*** Supplied data

//! Process-wide directory from actor name to bounded FIFO mailbox. Sending
//! into a full mailbox suspends the sender until space frees up; nothing is
//! ever dropped silently.

use std::collections::HashMap;
use std::sync::{Arc, Mutex as StdMutex};

use log::{info, trace};
use tokio::sync::{mpsc, Mutex};

use super::messages::{ActorName, Message, Payload};

pub const MAILBOX_CAPACITY: usize = 64;

pub type MailboxReceiver = Arc<Mutex<mpsc::Receiver<Message>>>;

#[derive(Debug, thiserror::Error)]
pub enum RegistryError {
    #[error("actor {0} is already registered")]
    AlreadyRegistered(ActorName),
    #[error("no mailbox registered for actor {0}")]
    UnknownRecipient(ActorName),
    #[error("mailbox of actor {0} is closed")]
    Closed(ActorName),
}

struct Mailbox {
    tx: mpsc::Sender<Message>,
    rx: MailboxReceiver,
}

/// Registry supporting point-to-point and broadcast messaging. Mailboxes
/// survive actor restarts; a restarted actor reacquires its receiver and
/// continues draining where the crashed incarnation stopped.
#[derive(Default)]
pub struct MailboxRegistry {
    mailboxes: StdMutex<HashMap<ActorName, Mailbox>>,
}

impl MailboxRegistry {
    pub fn new() -> Self {
        MailboxRegistry::default()
    }

    pub fn register(&self, name: ActorName) -> Result<(), RegistryError> {
        let mut mailboxes = self.mailboxes.lock().expect("registry lock poisoned");
        if mailboxes.contains_key(&name) {
            return Err(RegistryError::AlreadyRegistered(name));
        }

        let (tx, rx) = mpsc::channel(MAILBOX_CAPACITY);
        mailboxes.insert(
            name,
            Mailbox {
                tx,
                rx: Arc::new(Mutex::new(rx)),
            },
        );
        info!("Registered actor: {name}");
        Ok(())
    }

    /// The receiving end of an actor's mailbox. The actor locks it for the
    /// duration of its run; the lock outliving a crash is what preserves
    /// undrained messages across restarts.
    pub fn mailbox(&self, name: ActorName) -> Result<MailboxReceiver, RegistryError> {
        let mailboxes = self.mailboxes.lock().expect("registry lock poisoned");
        mailboxes
            .get(&name)
            .map(|mailbox| mailbox.rx.clone())
            .ok_or(RegistryError::UnknownRecipient(name))
    }

    pub async fn send_from(
        &self,
        sender: ActorName,
        receiver: ActorName,
        payload: Payload,
    ) -> Result<(), RegistryError> {
        self.send(Message {
            sender,
            receiver,
            payload,
        })
        .await
    }

    pub async fn send(&self, message: Message) -> Result<(), RegistryError> {
        let receiver = message.receiver;
        let tx = {
            let mailboxes = self.mailboxes.lock().expect("registry lock poisoned");
            mailboxes
                .get(&receiver)
                .map(|mailbox| mailbox.tx.clone())
                .ok_or(RegistryError::UnknownRecipient(receiver))?
        };

        trace!(
            "{} -> {}: {}",
            message.sender,
            receiver,
            message.payload.kind()
        );
        tx.send(message)
            .await
            .map_err(|_| RegistryError::Closed(receiver))
    }

    /// Delivers a copy to every registered mailbox except the sender and the
    /// excluded set; each copy's receiver field names its own recipient.
    pub async fn broadcast_from(
        &self,
        sender: ActorName,
        payload: Payload,
        exclude: &[ActorName],
    ) -> Result<(), RegistryError> {
        let recipients: Vec<(ActorName, mpsc::Sender<Message>)> = {
            let mailboxes = self.mailboxes.lock().expect("registry lock poisoned");
            mailboxes
                .iter()
                .filter(|(name, _)| **name != sender && !exclude.contains(name))
                .map(|(name, mailbox)| (*name, mailbox.tx.clone()))
                .collect()
        };

        for (name, tx) in recipients {
            trace!("{sender} -> {name} (broadcast): {}", payload.kind());
            tx.send(Message {
                sender,
                receiver: name,
                payload: payload.clone(),
            })
            .await
            .map_err(|_| RegistryError::Closed(name))?;
        }
        Ok(())
    }
}

impl std::fmt::Debug for MailboxRegistry {
    fn fmt(&self, f: &mut std::fmt::Formatter<'_>) -> std::fmt::Result {
        let count = self.mailboxes.lock().map(|m| m.len()).unwrap_or(0);
        f.debug_struct("MailboxRegistry")
            .field("mailboxes", &count)
            .finish()
    }
}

******

Starting from the line holding "impl std::fmt::Debug for", restate the remaining lines of the data word for word, including the last.

[Written response]
impl std::fmt::Debug for MailboxRegistry {
    fn fmt(&self, f: &mut std::fmt::Formatter<'_>) -> std::fmt::Result {
        let count = self.mailboxes.lock().map(|m| m.len()).unwrap_or(0);
        f.debug_struct("MailboxRegistry")
            .field("mailboxes", &count)
            .finish()
    }
}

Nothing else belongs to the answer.